Read the listing and extract each line that includes the word "Moderator".

----- Data section -----

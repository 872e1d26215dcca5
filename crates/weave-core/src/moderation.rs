//! Reports, platform admins, bans, ad review, and post removal.
//!
//! A ban is modelled as a block held by the system account (user id 0)
//! plus a forced-private profile; `is_banned` reads the marker back.

use weave_db::queries::{economy, friends, moderation, posts, users};
use weave_types::market::{AdStatus, AdminRole, ReportTarget};
use weave_types::notify::{NotificationEvent, NotificationKind};
use weave_types::{AdId, PostId, UserId, MAX_REPORT_REASON_LEN, SYSTEM_USER};

use crate::{constraint_to_conflict, notify, validate_len, visibility, CoreError, Result, Social};

impl Social {
    /// File a report against a post, user, item, or ad.
    pub fn report(
        &mut self,
        reporter_id: UserId,
        target_id: i64,
        target: ReportTarget,
        reason: &str,
    ) -> Result<i64> {
        let reason = reason.trim();
        if reason.is_empty() {
            return Err(CoreError::Validation("report reason must not be empty".into()));
        }
        validate_len(reason, MAX_REPORT_REASON_LEN, "report reason")?;
        if !users::exists(&self.conn, reporter_id)? {
            return Err(CoreError::NotFound("reporter".into()));
        }
        match target {
            ReportTarget::Post => {
                if !visibility::can_interact(&self.conn, reporter_id, target_id)? {
                    return Err(CoreError::Permission("post is not visible to you".into()));
                }
            }
            ReportTarget::User => {
                if !users::exists(&self.conn, target_id)? {
                    return Err(CoreError::NotFound("reported user".into()));
                }
            }
            ReportTarget::Item | ReportTarget::Ad => {}
        }

        let report_id = moderation::insert_report(
            &self.conn,
            reporter_id,
            target_id,
            target.as_str(),
            reason,
            weave_db::now(),
        )?;
        tracing::info!(reporter_id, target_id, target = target.as_str(), "report filed");
        Ok(report_id)
    }

    /// Reports filed against a target so far.
    pub fn report_count(&self, target_id: i64, target: ReportTarget) -> Result<i64> {
        Ok(moderation::report_count(&self.conn, target_id, target.as_str())?)
    }

    /// The user's admin role, if they hold one.
    pub fn admin_role(&self, user_id: UserId) -> Result<Option<AdminRole>> {
        let role = moderation::admin_role(&self.conn, user_id)?;
        match role {
            Some(role) => {
                let parsed = role.parse().map_err(|_| {
                    weave_db::DbError::Constraint(format!("unknown admin role {role:?}"))
                })?;
                Ok(Some(parsed))
            }
            None => Ok(None),
        }
    }

    fn require_admin(&self, user_id: UserId) -> Result<AdminRole> {
        self.admin_role(user_id)?
            .ok_or_else(|| CoreError::Permission("admin role required".into()))
    }

    /// Grant a user an admin role.
    pub fn appoint_admin(&mut self, user_id: UserId, role: AdminRole) -> Result<()> {
        if !users::exists(&self.conn, user_id)? {
            return Err(CoreError::NotFound("user".into()));
        }
        moderation::insert_admin(&self.conn, user_id, role.as_str(), weave_db::now())
            .map_err(|e| constraint_to_conflict(e, "already an admin"))?;
        tracing::info!(user_id, role = role.as_str(), "admin appointed");
        Ok(())
    }

    /// Revoke a user's admin role.
    pub fn remove_admin(&mut self, user_id: UserId) -> Result<()> {
        if !moderation::delete_admin(&self.conn, user_id)? {
            return Err(CoreError::NotFound("admin".into()));
        }
        tracing::info!(user_id, "admin removed");
        Ok(())
    }

    /// Ban a user by handle: a system block plus a forced-private profile.
    pub fn ban_user(&mut self, admin_id: UserId, handle: &str, reason: &str) -> Result<()> {
        self.require_admin(admin_id)?;
        let target = users::by_handle(&self.conn, handle)?
            .ok_or_else(|| CoreError::NotFound("handle".into()))?;
        if friends::is_blocked(&self.conn, SYSTEM_USER, target.user_id)? {
            return Err(CoreError::Conflict("user is already banned".into()));
        }

        let tx = self.conn.transaction()?;
        friends::insert_block(&tx, SYSTEM_USER, target.user_id, weave_db::now())?;
        users::set_privacy(&tx, target.user_id, true)?;
        tx.commit()?;

        notify::route_swallow(
            &self.conn,
            &NotificationEvent {
                recipient: target.user_id,
                kind: NotificationKind::Ban,
                content: format!("Your account was banned: {reason}"),
                related_id: None,
            },
        );
        tracing::warn!(admin_id, banned = target.user_id, reason, "user banned");
        Ok(())
    }

    /// Whether the user carries the system ban marker.
    pub fn is_banned(&self, user_id: UserId) -> Result<bool> {
        Ok(friends::is_blocked(&self.conn, SYSTEM_USER, user_id)?)
    }

    /// Approve or reject a pending ad.
    pub fn review_ad(&mut self, admin_id: UserId, ad_id: AdId, approve: bool) -> Result<()> {
        self.require_admin(admin_id)?;
        let ad = economy::get_ad(&self.conn, ad_id)?
            .ok_or_else(|| CoreError::NotFound("ad".into()))?;

        let status = if approve {
            AdStatus::Active
        } else {
            AdStatus::Rejected
        };
        economy::set_ad_status(&self.conn, ad_id, status.as_str())?;

        let verdict = if approve { "approved" } else { "rejected" };
        notify::route_swallow(
            &self.conn,
            &NotificationEvent {
                recipient: ad.creator_id,
                kind: NotificationKind::AdReview,
                content: format!("Your ad was {verdict}"),
                related_id: Some(ad_id),
            },
        );
        tracing::info!(admin_id, ad_id, verdict, "ad reviewed");
        Ok(())
    }

    /// Remove a post as a moderation action.
    pub fn delete_post(&mut self, admin_id: UserId, post_id: PostId) -> Result<()> {
        self.require_admin(admin_id)?;
        if !posts::delete(&self.conn, post_id)? {
            return Err(CoreError::NotFound("post".into()));
        }
        tracing::warn!(admin_id, post_id, "post deleted by moderation");
        Ok(())
    }
}

#[cfg(test)]
mod tests {
    use super::*;

    fn social_with_admin() -> Social {
        let mut social = Social::open_memory().expect("open");
        social.register(1, "alice", false, "").expect("register");
        social.register(2, "bob", false, "").expect("register");
        social.appoint_admin(1, AdminRole::Moderator).expect("appoint");
        social
    }

    #[test]
    fn test_admin_lifecycle() {
        let mut social = social_with_admin();
        assert_eq!(social.admin_role(1).expect("role"), Some(AdminRole::Moderator));
        assert_eq!(social.admin_role(2).expect("role"), None);

        social.remove_admin(1).expect("remove");
        assert!(matches!(
            social.remove_admin(1),
            Err(CoreError::NotFound(_))
        ));
    }

    #[test]
    fn test_non_admin_actions_denied() {
        let mut social = social_with_admin();
        assert!(matches!(
            social.ban_user(2, "alice", "nope"),
            Err(CoreError::Permission(_))
        ));
        assert!(matches!(
            social.delete_post(2, 1),
            Err(CoreError::Permission(_))
        ));
    }

    #[test]
    fn test_ban_marks_and_forces_private() {
        let mut social = social_with_admin();
        assert!(!social.is_banned(2).expect("check"));

        social.ban_user(1, "bob", "spam").expect("ban");

        assert!(social.is_banned(2).expect("check"));
        assert!(social.profile(2).expect("profile").is_private);

        let rows = social.notifications(2, 10).expect("list");
        assert_eq!(rows[0].kind, NotificationKind::Ban);
        assert!(matches!(
            social.ban_user(1, "bob", "again"),
            Err(CoreError::Conflict(_))
        ));
    }

    #[test]
    fn test_report_requires_visible_post() {
        let mut social = social_with_admin();
        let post = social.create_post(1, "mine", None, None).expect("post");
        social.block_user(1, 2).expect("block");

        assert!(matches!(
            social.report(2, post, ReportTarget::Post, "spam"),
            Err(CoreError::Permission(_))
        ));

        social.unblock_user(1, 2).expect("unblock");
        social.report(2, post, ReportTarget::Post, "spam").expect("report");
        assert_eq!(social.report_count(post, ReportTarget::Post).expect("count"), 1);
    }

    #[test]
    fn test_ad_review_notifies_creator() {
        let mut social = social_with_admin();
        let ad = social.create_ad(2, "lamps for sale", 5, None).expect("ad");

        social.review_ad(1, ad, true).expect("review");
        assert_eq!(social.active_ads(10, 0).expect("list").len(), 1);

        let rows = social.notifications(2, 10).expect("list");
        assert_eq!(rows[0].kind, NotificationKind::AdReview);
    }

    #[test]
    fn test_delete_post() {
        let mut social = social_with_admin();
        let post = social.create_post(2, "spam", None, None).expect("post");

        social.delete_post(1, post).expect("delete");
        assert!(posts::get(social.connection(), post).expect("get").is_none());
        assert!(matches!(
            social.delete_post(1, post),
            Err(CoreError::NotFound(_))
        ));
    }
}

-----

• [Solution for this exercise]:
        social.appoint_admin(1, AdminRole::Moderator).expect("appoint");
        assert_eq!(social.admin_role(1).expect("role"), Some(AdminRole::Moderator));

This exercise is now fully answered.